COUR D'APPEL D'AIX EN PROVENCE

6e Chambre B

ARRÊT AU FOND

DU 24 FEVRIER 2015

N°2015/099

Rôle N° 14/05265

[P] [H]

C/

[V] [A] épouse [H]

Grosse délivrée

le :

à :SCP ERMENEUX LEVAIQUE ARNAUD

SCP VOULAND GRAZZINI

Décision déférée à la Cour :

Jugement du Juge aux affaires familiales de MARSEILLE en date du 05 Décembre 2013 enregistré au répertoire général sous le n° 10/11446.

APPELANT

Monsieur [P] [H]

né le [Date naissance 3] 1958 à [Localité 1] ([Localité 1])

de nationalité Française,

demeurant [Adresse 3]

représenté par Me Agnès ERMENEUX-CHAMPLY de la SCP ERMENEUX-LEVAIQUE-ARNAUD & ASSOCIES, avocat au barreau D'AIX-EN-PROVENCE

assisté de Me Sylvie MATHERON de la SARL SOCIETE D'AVOCATS MATHERON & JOUAN, avocat au barreau de MARSEILLE,

INTIMEE

Madame [V] [A] épouse [H]

née le [Date naissance 5] 1962 à [Localité 1] ([Localité 1])

de nationalité Française,

demeurant [Adresse 2]

représentée par Me Philippe VOULAND de la SCP SCP VOULAND-GRAZZINI, avocat au barreau de MARSEILLE

*-*-*-*-*

COMPOSITION DE LA COUR

En application des dispositions des articles 785, 786 et 910 du Code de Procédure Civile, l'affaire a été débattue le 08 Janvier 2015, en Chambre du Conseil, les avocats ne s'y étant pas opposés, devant M. Dominique RICARD, Président, et M. Benoît PERSYN, Conseiller, chargés du rapport.

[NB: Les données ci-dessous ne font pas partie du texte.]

//! Export the local store to a JSON file and import it back.

use std::path::{Path, PathBuf};

use crate::db::{Database, SnapshotRepository};
use crate::models::{CollectionCounts, Snapshot};

#[derive(Debug)]
pub enum BackupError {
    Io(PathBuf, std::io::Error),
    Format(PathBuf, serde_json::Error),
    Storage(sqlx::Error),
}

impl std::fmt::Display for BackupError {
    fn fmt(&self, f: &mut std::fmt::Formatter<'_>) -> std::fmt::Result {
        match self {
            BackupError::Io(path, e) => write!(f, "Backup file '{}': {}", path.display(), e),
            BackupError::Format(path, e) => {
                write!(f, "Backup file '{}' is not a valid snapshot: {}", path.display(), e)
            }
            BackupError::Storage(e) => write!(f, "Storage error: {}", e),
        }
    }
}

impl std::error::Error for BackupError {}

impl From<sqlx::Error> for BackupError {
    fn from(e: sqlx::Error) -> Self {
        BackupError::Storage(e)
    }
}

/// Writes the whole local store to `path` as pretty JSON.
pub async fn export_snapshot(db: &Database, path: &Path) -> Result<CollectionCounts, BackupError> {
    let snapshot = {
        let _all = db.lock_all().await;
        SnapshotRepository::new(db.clone()).load().await?
    };

    let json = snapshot
        .to_json_pretty()
        .map_err(|e| BackupError::Format(path.to_path_buf(), e))?;
    if let Some(parent) = path.parent().filter(|p| !p.as_os_str().is_empty()) {
        std::fs::create_dir_all(parent).map_err(|e| BackupError::Io(parent.to_path_buf(), e))?;
    }
    std::fs::write(path, json).map_err(|e| BackupError::Io(path.to_path_buf(), e))?;

    tracing::info!(path = %path.display(), "exported snapshot");
    Ok(snapshot.counts())
}

/// Replaces the whole local store with the snapshot in `path`.
///
/// The file is fully parsed before anything local is touched.
pub async fn import_snapshot(db: &Database, path: &Path) -> Result<CollectionCounts, BackupError> {
    let json =
        std::fs::read_to_string(path).map_err(|e| BackupError::Io(path.to_path_buf(), e))?;
    let snapshot =
        Snapshot::from_json(&json).map_err(|e| BackupError::Format(path.to_path_buf(), e))?;

    {
        let _all = db.lock_all().await;
        SnapshotRepository::new(db.clone()).replace(&snapshot).await?;
    }

    tracing::info!(path = %path.display(), "imported snapshot");
    Ok(snapshot.counts())
}

#[cfg(test)]
mod tests {
    use super::*;
    use crate::credential::Credential;
    use crate::db::test_support::setup_db;
    use crate::identity::IdentityStore;
    use crate::ledger::UsageLedger;
    use crate::models::User;
    use chrono::NaiveDate;
    use tempfile::tempdir;

    #[tokio::test]
    async fn test_export_then_import_into_fresh_store() {
        let source = setup_db().await;
        let identity = IdentityStore::new(source.db.clone());
        let ledger = UsageLedger::new(source.db.clone(), identity.clone());
        let ana = identity
            .register("Ana", "ana@example.com", "Sup3r-secret")
            .await
            .unwrap();
        let tr6 = ledger
            .create_vehicle("Triumph TR6", "Triumph", "TR6", ana.id)
            .await
            .unwrap();
        ledger
            .add_usage_day(tr6.id, ana.id, NaiveDate::from_ymd_opt(2024, 3, 1).unwrap())
            .await
            .unwrap();

        let dir = tempdir().unwrap();
        let file = dir.path().join("backups").join("ledger.json");
        let exported = export_snapshot(&source.db, &file).await.unwrap();
        assert_eq!(exported.users, 1);
        assert_eq!(exported.usage_days, 1);

        let target = setup_db().await;
        let imported = import_snapshot(&target.db, &file).await.unwrap();
        assert_eq!(imported, exported);

        let target_ledger = UsageLedger::new(target.db.clone(), IdentityStore::new(target.db.clone()));
        assert_eq!(target_ledger.count_usage_days(tr6.id).await.unwrap(), 1);
        // Credentials travel with the backup.
        IdentityStore::new(target.db.clone())
            .login("ana@example.com", "Sup3r-secret")
            .await
            .unwrap();
    }

    #[tokio::test]
    async fn test_import_invalid_file_keeps_local_data() {
        let ctx = setup_db().await;
        let identity = IdentityStore::new(ctx.db.clone());
        identity
            .register("Ana", "ana@example.com", "Sup3r-secret")
            .await
            .unwrap();

        let dir = tempdir().unwrap();
        let file = dir.path().join("broken.json");
        std::fs::write(&file, "{ not json").unwrap();

        let err = import_snapshot(&ctx.db, &file).await.unwrap_err();
        assert!(matches!(err, BackupError::Format(_, _)));
        assert_eq!(identity.list().await.unwrap().len(), 1);

        let missing = import_snapshot(&ctx.db, &dir.path().join("missing.json")).await;
        assert!(matches!(missing, Err(BackupError::Io(_, _))));
    }

    #[tokio::test]
    async fn test_imported_mixed_case_legacy_user_can_log_in() {
        let mut old = User::new(
            "Old Timer",
            "old@example.com",
            Credential::Legacy {
                password: "plain".to_string(),
            },
        );
        old.email = "Old@Example.COM".to_string();
        let snapshot = Snapshot {
            users: vec![old.clone()],
            ..Snapshot::empty()
        };

        let dir = tempdir().unwrap();
        let file = dir.path().join("legacy.json");
        std::fs::write(&file, snapshot.to_json_pretty().unwrap()).unwrap();

        let ctx = setup_db().await;
        import_snapshot(&ctx.db, &file).await.unwrap();

        let identity = IdentityStore::new(ctx.db.clone());
        let profile = identity.login("old@example.com", "plain").await.unwrap();
        assert_eq!(profile.id, old.id);
        assert_eq!(profile.email, "old@example.com");
    }
}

M. Benoît PERSYN, Conseiller, a fait un rapport oral à l'audience, avant les plaidoiries.

Ces magistrats ont rendu compte des plaidoiries dans le délibéré de la Cour, composée de :

M. Dominique RICARD, Président

M. Benoît PERSYN, Conseiller

Madame Anne DUBOIS, Conseiller

Greffier lors des débats : Madame Marie-Sol ROBINET.

Les parties ont été avisées que le prononcé public de la décision aurait lieu par mise à disposition au greffe le 24 Février 2015.

ARRÊT

Contradictoire,

Prononcé par mise à disposition au greffe le 24 Février 2015.

Signé par Monsieur Dominique RICARD, Président et Madame Marie-Sol ROBINET, Greffier auquel la minute de la décision a été remise par le magistrat signataire.

Vu le jugement rendu le 5 décembre 2013 par le juge aux affaires familiales du Tribunal de Grande Instance de Marseille,

Vu l'appel total interjeté le 14 mars 2014 par Monsieur [P] [H],

Vu les conclusions récapitulatives de l'appelant notifiées le 30 décembre 2014,

Vu les conclusions récapitulatives de l'intimée notifiées le 18 novembre 2014,

Vu l'ordonnance de clôture en date du 8 janvier 2015,

EXPOSE DU LITIGE

Monsieur [P] [H], de nationalité française et Madame [V] [A], de nationalité française se sont mariés le [Date mariage 1] 1989, après adopté le régime matrimonial de la séparation de biens.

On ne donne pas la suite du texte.